Le nombre de prises en charge en soins sans consentement est important. Celles selon la forme dérogatoire constituent les deux tiers des soins à la demande du directeur de l’établissement dans les unités contrôlées, elles sont établies sur le fondement d’un seul certificat médical, et dans le cadre d’une recherche insuffisante d’un tiers qui privent les patients considérés en péril imminent d’une voie de recours autre que médicale. Les responsables des trois pôles adultes ont mis en avant des projets de pôle structurés, et les patients bénéficient de la qualité de l’investissement professionnel des équipes médicales et soignantes, en dépit du contexte démographique auxquels ils font face. Les patients concernés ont toutefois insuffisamment accès, et de façon disparate entre les pôles, à des prises en charge pertinentes relatives à leur réhabilitation psychosociale.

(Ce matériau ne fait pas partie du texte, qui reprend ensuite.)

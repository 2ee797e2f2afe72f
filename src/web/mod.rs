pub mod audit;
pub mod error;
pub mod flags;

use actix_web::{get, HttpResponse, Responder};

/// Configures the web app by adding services from each web file.
pub fn configure(conf: &mut actix_web::web::ServiceConfig) {
    flags::configure(conf);
    audit::configure(conf);
    conf.service(health);
}

/// Liveness probe for deploy orchestration.
#[get("/health")]
async fn health() -> impl Responder {
    HttpResponse::Ok().json(serde_json::json!({ "status": "ok" }))
}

Le processus d’alliance thérapeutique et la prévention de la ré-hospitalisation en soins sans consentement nécessitent l’utilisation des directives anticipées, ainsi que la formation et le recrutement de médiateurs de santé pairs. La désignation insuffisante de la personne de confiance n’est que très peu suivie de son association au projet de soin.

La commission départementale des soins psychiatriques, qui avait interrompu ses venues lors de la pandémie de Covid-19 ne les a pas remises en œuvre, et n’exerce plus sa mission de contrôle des unités de l’établissement depuis le mois de juillet 2021. Le taux anormalement élevé de non-présentation des patients au juge des libertés et de la détention révèle de surcroît un doublement lors de l’exercice 2022-2023, dans le contexte, insuffisant pour l’expliquer, d’une absence de tenue d’audiences foraines, qui impose à certains patients un parcours de 120 km pour le contrôle légal de leurs mesures de soins sans consentement.

L’évolution des pratiques d’isolement et de contention, et leur traçabilité, sont insuffisamment inscrites dans le cadre de l’évolution des dispositions législatives, au motif notamment du défaut d’une formation adaptée, régulièrement dispensée et destinée à l’ensemble du personnel soignant. Les chambres d’isolement nécessitent des travaux, afin de garantir la sécurité et la dignité des patients isolés, sur le modèle de celles de l’unité Boréale. Des décisions d’isolement sont prises par des médecins non-psychiatres et certaines mesures sont pratiquées dans les chambres hôtelières. L’absence de salons d’apaisement, le défaut d’outils informatiques fiables permettant le recueil et l’analyse statistique des données, complètent la faiblesse de mise en œuvre d’une politique d’alternatives à ces pratiques.